Overview
This lecture covers the types of muscle tissue, their features, and a detailed explanation of how skeletal muscle contraction works at the cellular level.
Types of Muscle Tissue
- Three muscle tissue types: cardiac, smooth, and skeletal.
- Cardiac muscle is found in the heart, is striated, branched, sometimes has two nuclei, and contains intercalated discs; control is involuntary.
- Smooth muscle is non-striated, spindle-shaped, single nucleus, found in organs like the digestive system and blood vessels; control is involuntary.
- Skeletal muscle is striated, multinucleated, long cylinders, attaches to bone or skin, and is under voluntary control.
Muscle Tissue Characteristics
- All muscle tissues are extensible (can stretch), elastic (return to original shape), excitable (respond to stimuli), and contractile (can shorten to produce force).
Structure of Skeletal Muscle
- Skeletal muscles are made of muscle fibers (cells), which contain many myofibrils.
- Myofibrils are composed of repeating units called sarcomeres, which create the striated appearance.
- Muscles attach to bones at two points: origin (fixed) and insertion (moves).
- Agonists (prime movers) produce movement; antagonists oppose action.
The Sarcomere and Contraction
- Sarcomeres contain thin (actin) and thick (myosin) filaments.
- Thin filaments (actin) attach to Z lines; thick filaments (myosin) are held by M lines.
- Muscle contraction occurs when sarcomeres shorten due to sliding of thin and thick filaments past each other.

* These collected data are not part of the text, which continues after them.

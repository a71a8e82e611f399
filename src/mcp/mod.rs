//! MCP (Model Context Protocol) server (C6): exposes every repository
//! operation as a JSON-RPC tool over stdio (and, behind `--http`, streamable
//! HTTP) so that AI coding agents can call them directly.
//!
//! Every tool call runs on its own spawned task and opens exactly one
//! transaction through the [`GraphClient`], committing on success or
//! rolling back on error; see `MemoryGraphMcp::write`/`read`.

pub mod schema;

use rmcp::{
    handler::server::tool::{ToolCallContext, ToolRouter},
    handler::server::wrapper::Parameters,
    model::*,
    service::RequestContext,
    tool, tool_router, ErrorData as McpError, RoleServer, ServerHandler, ServiceExt,
};
use tracing::warn;

use crate::client::GraphClient;
use crate::domain::{
    MemoryPatch, NewMemory, NewPlan, NewTask, PlanPatch, PlanStatus, RelationshipInput, TaskPatch,
    TaskStatus, TraversalDirection,
};
use crate::position::insert_positions;
use crate::repo::{memory_repo, plan_repo, task_repo};
use crate::storage::MemoryBackend;
use crate::tx::TxMode;
use crate::Error;

use schema::*;

fn json_text(v: &impl serde::Serialize) -> String {
    serde_json::to_string_pretty(v).unwrap_or_else(|_| "null".to_string())
}

/// Maps this crate's [`Error`] onto an MCP JSON-RPC error, per the table in
/// SPEC_FULL.md §7: `NotFound`/`InvalidInput`/`InvalidReference` are caller
/// mistakes (`invalid_params`); `StorageError`/`ExecutionError`/`Cancelled`/
/// `ConstraintViolation`/`Io` are server-side (`internal_error`).
fn to_mcp_error(e: Error) -> McpError {
    match e {
        Error::NotFound(_) | Error::InvalidInput(_) | Error::InvalidReference(_) => {
            McpError::invalid_params(e.to_string(), None)
        }
        Error::StorageError(_)
        | Error::ExecutionError(_)
        | Error::Cancelled
        | Error::ConstraintViolation(_)
        | Error::Io(_) => McpError::internal_error(e.to_string(), None),
    }
}

fn parse_status<T>(raw: &Option<String>, parse: impl Fn(&str) -> Option<T>, field: &str) -> Result<Option<T>, McpError> {
    raw.as_deref()
        .map(|s| parse(s).ok_or_else(|| McpError::invalid_params(format!("invalid {field}: {s}"), None)))
        .transpose()
}

fn relationships(params: Vec<RelationshipParam>) -> Vec<RelationshipInput> {
    params.into_iter().map(|r| RelationshipInput { to_id: r.to_id, rel_type: r.rel_type }).collect()
}

fn direction(raw: &Option<String>) -> Result<TraversalDirection, McpError> {
    match raw.as_deref() {
        None | Some("both") => Ok(TraversalDirection::Both),
        Some("outgoing") => Ok(TraversalDirection::Outgoing),
        Some("incoming") => Ok(TraversalDirection::Incoming),
        Some(other) => Err(McpError::invalid_params(format!("invalid direction: {other}"), None)),
    }
}

/// The MCP server struct. Holds the auto-generated tool router and the
/// graph client every handler delegates through.
#[derive(Clone)]
pub struct MemoryGraphMcp {
    #[allow(dead_code)]
    tool_router: ToolRouter<Self>,
    client: std::sync::Arc<GraphClient<MemoryBackend>>,
}

impl MemoryGraphMcp {
    pub fn new(client: std::sync::Arc<GraphClient<MemoryBackend>>) -> Self {
        Self { tool_router: Self::tool_router(), client }
    }

    /// Opens a read-write transaction, runs `f`, and commits on `Ok` or
    /// rolls back on `Err`. Runs on its own spawned task, per the one
    /// task per `tools/call` model.
    async fn write<T, F, Fut>(&self, f: F) -> Result<T, McpError>
    where
        T: Send + 'static,
        F: FnOnce(<MemoryBackend as crate::storage::StorageBackend>::Tx) -> Fut + Send + 'static,
        Fut: std::future::Future<Output = (Result<T, Error>, <MemoryBackend as crate::storage::StorageBackend>::Tx)> + Send,
    {
        let client = self.client.clone();
        tokio::spawn(async move {
            let tx = client.begin_tx(TxMode::ReadWrite).await?;
            let (result, tx) = f(tx).await;
            match &result {
                Ok(_) => { let _ = client.commit(tx).await; }
                Err(_) => { let _ = client.rollback(tx).await; }
            }
            result
        })
        .await
        .map_err(|e| McpError::internal_error(format!("task join error: {e}"), None))?
        .map_err(to_mcp_error)
    }

    /// Opens a read-only transaction and runs `f`, rolling back afterward
    /// (reads never have anything to commit). Runs on its own spawned task.
    async fn read<T, F, Fut>(&self, f: F) -> Result<T, McpError>
    where
        T: Send + 'static,
        F: FnOnce(<MemoryBackend as crate::storage::StorageBackend>::Tx) -> Fut + Send + 'static,
        Fut: std::future::Future<Output = (Result<T, Error>, <MemoryBackend as crate::storage::StorageBackend>::Tx)> + Send,
    {
        let client = self.client.clone();
        tokio::spawn(async move {
            let tx = client.begin_tx(TxMode::ReadOnly).await?;
            let (result, tx) = f(tx).await;
            let _ = client.rollback(tx).await;
            result
        })
        .await
        .map_err(|e| McpError::internal_error(format!("task join error: {e}"), None))?
        .map_err(to_mcp_error)
    }
}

- Myosin has heads that bind to actin, forming cross bridges.
The Sliding Filament Model
- Myosin heads hydrolyze ATP to bind to actin, perform a power stroke to pull actin, and release ADP and phosphate.

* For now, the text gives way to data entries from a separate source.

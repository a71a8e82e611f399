//! Runtime configuration: the five environment variables that describe the
//! backing graph store. Parsed with `std::env` and typed defaults — the
//! surface is five flat scalars, so no config crate is pulled in for it.

use crate::{Error, Result};

const DEFAULT_HOST: &str = "127.0.0.1";
const DEFAULT_PORT: u16 = 7687;
const DEFAULT_USERNAME: &str = "neo4j";
const DEFAULT_DATABASE: &str = "neo4j";

#[derive(Debug, Clone)]
pub struct Config {
    pub host: String,
    pub port: u16,
    pub username: String,
    pub password: Option<String>,
    pub database: String,
}

impl Config {
    /// Reads `DB_HOST`, `DB_PORT`, `DB_USERNAME`, `DB_PASSWORD`, `DB_DATABASE`
    /// from the environment, falling back to typed defaults for everything
    /// but `DB_PASSWORD`, which is left unset if absent.
    pub fn from_env() -> Result<Self> {
        let host = std::env::var("DB_HOST").unwrap_or_else(|_| DEFAULT_HOST.to_string());

        let port = match std::env::var("DB_PORT") {
            Ok(raw) => raw.parse().map_err(|_| Error::InvalidInput(format!("DB_PORT is not a valid port: {raw}")))?,
            Err(_) => DEFAULT_PORT,
        };

        let username = std::env::var("DB_USERNAME").unwrap_or_else(|_| DEFAULT_USERNAME.to_string());
        let password = std::env::var("DB_PASSWORD").ok();
        let database = std::env::var("DB_DATABASE").unwrap_or_else(|_| DEFAULT_DATABASE.to_string());

        Ok(Self { host, port, username, password, database })
    }
}

#[cfg(test)]
mod tests {
    use super::*;

    #[test]
    fn defaults_apply_when_unset() {
        for var in ["DB_HOST", "DB_PORT", "DB_USERNAME", "DB_PASSWORD", "DB_DATABASE"] {
            std::env::remove_var(var);
        }
        let config = Config::from_env().unwrap();
        assert_eq!(config.host, DEFAULT_HOST);
        assert_eq!(config.port, DEFAULT_PORT);
        assert_eq!(config.username, DEFAULT_USERNAME);
        assert_eq!(config.password, None);
        assert_eq!(config.database, DEFAULT_DATABASE);
    }

    #[test]
    fn rejects_non_numeric_port() {
        std::env::set_var("DB_PORT", "not-a-port");
        let err = Config::from_env().unwrap_err();
        assert!(matches!(err, Error::InvalidInput(_)));
        std::env::remove_var("DB_PORT");
    }
}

- A new ATP binds to myosin, allowing it to detach from actin.
- ATP is essential for both contraction and relaxation; lack of ATP causes rigor mortis.
Regulation of Contraction
- Tropomyosin blocks myosin binding sites on actin, preventing contraction.

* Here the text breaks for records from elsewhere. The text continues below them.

//! Memory repository (C3): CRUD, lexical/trigram search, and bounded-depth
//! traversal over memory nodes and their typed edges.

use std::collections::HashMap;
use tracing::debug;

use crate::domain::{Memory, MemoryPatch, NewMemory, RelatedEntry, SearchHit, TraversalDirection};
use crate::helpers::{
    ensure_relationship_to_domain_id, find_by_id, metadata_to_property, tags_to_property,
    validate_relation_type, vertex_to_memory,
};
use crate::model::{Direction, PropertyMap, Value};
use crate::storage::{ExpandDepth, StorageBackend};
use crate::{Error, Result};

const LABEL: &str = "Memory";

fn now() -> String {
    chrono::Utc::now().to_rfc3339()
}

fn new_id() -> String {
    uuid::Uuid::new_v4().to_string()
}

/// Assigns an id if absent, stamps both timestamps, defaults `type`, writes
/// the node plus each requested outgoing edge (idempotent). Returns the
/// created record.
pub async fn add<B: StorageBackend>(
    backend: &B,
    tx: &mut B::Tx,
    input: NewMemory,
) -> Result<Memory> {
    if input.content.trim().is_empty() {
        return Err(Error::InvalidInput("memory content must not be empty".into()));
    }

    let id = input.id.unwrap_or_else(new_id);
    let memory_type = input.memory_type.unwrap_or_else(|| "Memory".to_string());
    let timestamp = now();

    let mut props = PropertyMap::new();
    props.insert("id".into(), Value::from(id.clone()));
    props.insert("node_type".into(), Value::from(LABEL));
    props.insert("type".into(), Value::from(memory_type.clone()));
    props.insert("content".into(), Value::from(input.content.clone()));
    props.insert("tags".into(), tags_to_property(&input.tags));
    props.insert("metadata".into(), metadata_to_property(&input.metadata));
    props.insert("created_at".into(), Value::from(timestamp.clone()));
    props.insert("updated_at".into(), Value::from(timestamp.clone()));

    let node_id = backend.create_node(tx, &[LABEL], props).await?;

    for rel in &input.relationships {
        ensure_relationship_to_domain_id(backend, tx, node_id, &rel.to_id, &rel.rel_type).await?;
    }

    Ok(Memory {
        id,
        node_type: LABEL.to_string(),
        memory_type,
        content: input.content,
        tags: input.tags,
        metadata: input.metadata,
        created_at: timestamp.clone(),
        updated_at: timestamp,
    })
}

/// Returns the record, or `None` if absent. Never errors on a missing id.
pub async fn get_by_id<B: StorageBackend>(
    backend: &B,
    tx: &B::Tx,
    id: &str,
) -> Result<Option<Memory>> {
    Ok(find_by_id(backend, tx, LABEL, id).await?.map(|n| vertex_to_memory(&n)))
}

/// The memory plus a deduplicated flat list of direct relationships.
pub async fn get_by_id_with_related<B: StorageBackend>(
    backend: &B,
    tx: &B::Tx,
    id: &str,
) -> Result<Option<(Memory, Vec<RelatedEntry>)>> {
    let Some(node) = find_by_id(backend, tx, LABEL, id).await? else {
        return Ok(None);
    };

    let rels = backend.get_relationships(tx, node.id, Direction::Both, None).await?;
    let mut seen = std::collections::HashSet::new();
    let mut related = Vec::new();

    for rel in rels {
        let (neighbor_id, direction) = if rel.src == node.id {
            (rel.dst, TraversalDirection::Outgoing)
        } else {
            (rel.src, TraversalDirection::Incoming)
        };

        let Some(neighbor) = backend.get_node(tx, neighbor_id).await? else { continue };
        let neighbor_domain_id = neighbor.get("id").and_then(Value::as_str).unwrap_or("").to_string();
        let neighbor_type = neighbor.get("node_type").and_then(Value::as_str).unwrap_or("").to_string();

        let key = (neighbor_domain_id.clone(), rel.rel_type.clone(), direction);
        if !seen.insert(key) {
            continue;
        }

        related.push(RelatedEntry {
            id: neighbor_domain_id,
            node_type: neighbor_type,
            edge_type: rel.rel_type,
            direction,
            depth: 1,
        });
    }

    Ok(Some((vertex_to_memory(&node), related)))
}

/// SET-style partial update: only non-`None` fields mutate; `updated_at` is
/// always bumped. New relationships go through check-then-create.
pub async fn update<B: StorageBackend>(
    backend: &B,
    tx: &mut B::Tx,
    id: &str,
    patch: MemoryPatch,
) -> Result<Memory> {
    let node = find_by_id(backend, tx, LABEL, id).await?
        .ok_or_else(|| Error::NotFound(format!("memory {id}")))?;

    if let Some(content) = &patch.content {
        backend.set_node_property(tx, node.id, "content", Value::from(content.clone())).await?;
    }
    if let Some(tags) = &patch.tags {
        backend.set_node_property(tx, node.id, "tags", tags_to_property(tags)).await?;
    }
    if let Some(metadata) = &patch.metadata {
        backend.set_node_property(tx, node.id, "metadata", metadata_to_property(metadata)).await?;
    }
    let timestamp = now();
    backend.set_node_property(tx, node.id, "updated_at", Value::from(timestamp)).await?;

    for rel in &patch.relationships {
        ensure_relationship_to_domain_id(backend, tx, node.id, &rel.to_id, &rel.rel_type).await?;
    }

    let updated = backend.get_node(tx, node.id).await?
        .ok_or_else(|| Error::NotFound(format!("memory {id}")))?;
    Ok(vertex_to_memory(&updated))
}

/// Detach-deletes the node. A delete of an absent id is a soft no-op.
pub async fn delete<B: StorageBackend>(backend: &B, tx: &mut B::Tx, id: &str) -> Result<bool> {
    let Some(node) = find_by_id(backend, tx, LABEL, id).await? else {
        debug!(id, "delete_memory: id not found, soft no-op");
        return Ok(false);
    };
    backend.detach_delete_node(tx, node.id).await
}

/// Two-phase lexical/trigram search: Phase 1 ranks by trigram similarity
/// over `content`/`id`; Phase 2 fetches each hit's related memory ids.
pub async fn search<B: StorageBackend>(
    backend: &B,
    tx: &B::Tx,
    query: &str,
    limit: Option<usize>,
) -> Result<Vec<SearchHit>> {
    let limit = limit.unwrap_or(10);

    let mut params = PropertyMap::new();
    params.insert("text".into(), Value::from(query.to_string()));
    params.insert("limit".into(), Value::from(limit as i64));

    let result = backend.execute_raw(tx, "trigram_search:Memory", params).await?;

    let mut hits = Vec::with_capacity(result.rows.len());
    for row in result.rows {
        let Some(id) = row.get("id").and_then(Value::as_str) else { continue };
        let score = row.get("score").and_then(Value::as_float).unwrap_or(0.0);

        let Some(node) = find_by_id(backend, tx, LABEL, id).await? else { continue };
        let related_ids = direct_related_ids(backend, tx, node.id).await?;

        hits.push(SearchHit { memory: vertex_to_memory(&node), score, related_ids });
    }

    Ok(hits)
}

async fn direct_related_ids<B: StorageBackend>(
    backend: &B,
    tx: &B::Tx,
    node_id: crate::model::NodeId,
) -> Result<Vec<String>> {
    let rels = backend.get_relationships(tx, node_id, Direction::Both, None).await?;
    let mut ids = Vec::new();
    let mut seen = std::collections::HashSet::new();

    for rel in rels {
        let neighbor_id = if rel.src == node_id { rel.dst } else { rel.src };
        let Some(neighbor) = backend.get_node(tx, neighbor_id).await? else { continue };
        let Some(domain_id) = neighbor.get("id").and_then(Value::as_str) else { continue };
        if seen.insert(domain_id.to_string()) {
            ids.push(domain_id.to_string());
        }
    }

    Ok(ids)
}

/// All nodes reachable in `1..=depth` hops via the edge allowlist,
/// optionally filtered by `edge_type` and `direction`. Deduplicated by
/// neighbor id, earliest-depth wins; ordered ascending by depth.
pub async fn get_related<B: StorageBackend>(
    backend: &B,
    tx: &B::Tx,
    id: &str,
    edge_type: Option<&str>,
    direction: TraversalDirection,
    depth: usize,
) -> Result<Vec<RelatedEntry>> {
    let node = find_by_id(backend, tx, LABEL, id).await?
        .ok_or_else(|| Error::NotFound(format!("memory {id}")))?;

    if let Some(t) = edge_type {
        validate_relation_type(t)?;
    }
    let rel_types: Vec<&str> = edge_type.into_iter().collect();

    let model_dir = match direction {
        TraversalDirection::Outgoing => Direction::Outgoing,
        TraversalDirection::Incoming => Direction::Incoming,
        TraversalDirection::Both => Direction::Both,
    };

    let depth = depth.max(1);
    let paths = backend.expand(tx, node.id, model_dir, &rel_types, ExpandDepth::Range { min: 1, max: depth }).await?;

    let mut by_id: HashMap<String, RelatedEntry> = HashMap::new();

    for path in paths {
        let hop_count = path.relationships.len();
        let Some(last_rel) = path.relationships.last() else { continue };
        let neighbor = path.end();
        let Some(neighbor_domain_id) = neighbor.get("id").and_then(Value::as_str) else { continue };

        let prev_node = &path.nodes[path.nodes.len() - 2];
        let hop_direction = if last_rel.src == prev_node.id {
            TraversalDirection::Outgoing
        } else {
            TraversalDirection::Incoming
        };

        let entry = RelatedEntry {
            id: neighbor_domain_id.to_string(),
            node_type: neighbor.get("node_type").and_then(Value::as_str).unwrap_or("").to_string(),
            edge_type: last_rel.rel_type.clone(),
            direction: hop_direction,
            depth: hop_count,
        };

        by_id.entry(entry.id.clone())
            .and_modify(|existing| if entry.depth < existing.depth { *existing = entry.clone(); })
            .or_insert(entry);
    }

    let mut results: Vec<RelatedEntry> = by_id.into_values().collect();
    results.sort_by_key(|e| e.depth);
    Ok(results)
}

#[cfg(test)]
mod tests {
    use super::*;
    use crate::domain::RelationshipInput;
    use crate::storage::MemoryBackend;
    use crate::tx::TxMode;

    async fn setup() -> (MemoryBackend, <MemoryBackend as StorageBackend>::Tx) {
        let backend = MemoryBackend::new();
        let tx = backend.begin_tx(TxMode::ReadWrite).await.unwrap();
        (backend, tx)
    }

    #[tokio::test]
    async fn add_and_get_round_trip() {
        let (backend, mut tx) = setup().await;
        let created = add(&backend, &mut tx, NewMemory { content: "hello world".into(), ..Default::default() }).await.unwrap();
        let fetched = get_by_id(&backend, &tx, &created.id).await.unwrap().unwrap();
        assert_eq!(fetched.content, "hello world");
        assert_eq!(fetched.memory_type, "Memory");
    }

    #[tokio::test]
    async fn get_by_id_missing_returns_none() {
        let (backend, tx) = setup().await;
        assert!(get_by_id(&backend, &tx, "nope").await.unwrap().is_none());
    }

    #[tokio::test]
    async fn delete_missing_is_soft_noop() {
        let (backend, mut tx) = setup().await;
        assert!(!delete(&backend, &mut tx, "nope").await.unwrap());
    }

    #[tokio::test]
    async fn idempotent_relationship_creates_exactly_one_edge() {
        let (backend, mut tx) = setup().await;
        let m1 = add(&backend, &mut tx, NewMemory { content: "m1".into(), ..Default::default() }).await.unwrap();
        let m2 = add(&backend, &mut tx, NewMemory { content: "m2".into(), ..Default::default() }).await.unwrap();

        let patch = MemoryPatch {
            relationships: vec![RelationshipInput { to_id: m2.id.clone(), rel_type: "RELATES_TO".into() }],
            ..Default::default()
        };
        update(&backend, &mut tx, &m1.id, patch.clone()).await.unwrap();
        update(&backend, &mut tx, &m1.id, patch).await.unwrap();

        let related = get_related(&backend, &tx, &m1.id, Some("RELATES_TO"), TraversalDirection::Outgoing, 1).await.unwrap();
        assert_eq!(related.len(), 1);
        assert_eq!(related[0].id, m2.id);
    }

    #[tokio::test]
    async fn search_ranks_by_trigram_similarity() {
        let (backend, mut tx) = setup().await;
        add(&backend, &mut tx, NewMemory { content: "fractional position ordering".into(), ..Default::default() }).await.unwrap();
        add(&backend, &mut tx, NewMemory { content: "completely unrelated text".into(), ..Default::default() }).await.unwrap();

        let hits = search(&backend, &tx, "position", None).await.unwrap();
        assert_eq!(hits.len(), 1);
        assert!(hits[0].memory.content.contains("position"));
    }
}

- Troponin complex, upon binding calcium ions, moves tropomyosin to expose binding sites.
- Neuronal stimulation releases calcium ions, triggering contraction.
Key Terms & Definitions
- Striated — having a striped appearance due to sarcomere arrangement.
- Extensibility — tissue can be stretched.
- Elasticity — tissue returns to original length.
- Excitability — ability to respond to electrical stimuli.
- Contractility — ability to shorten and produce force.
- Sarcomere — the basic contractile unit in muscle fibers.
- Actin — thin filament protein in sarcomeres.
- Myosin — thick filament protein in sarcomeres.
- Cross bridge — connection formed between myosin head and actin.
- Tropomyosin — protein blocking binding sites on actin.
- Troponin — regulatory protein complex that binds calcium and moves tropomyosin.
- ATP (Adenosine Triphosphate) — energy molecule needed for muscle contraction and relaxation.
Action Items / Next Steps
- Review diagrams of skeletal muscle to learn names and locations.
- Study the sliding filament model and the role of regulatory proteins in contraction.
- Check root word definitions for common muscle names for easier identification.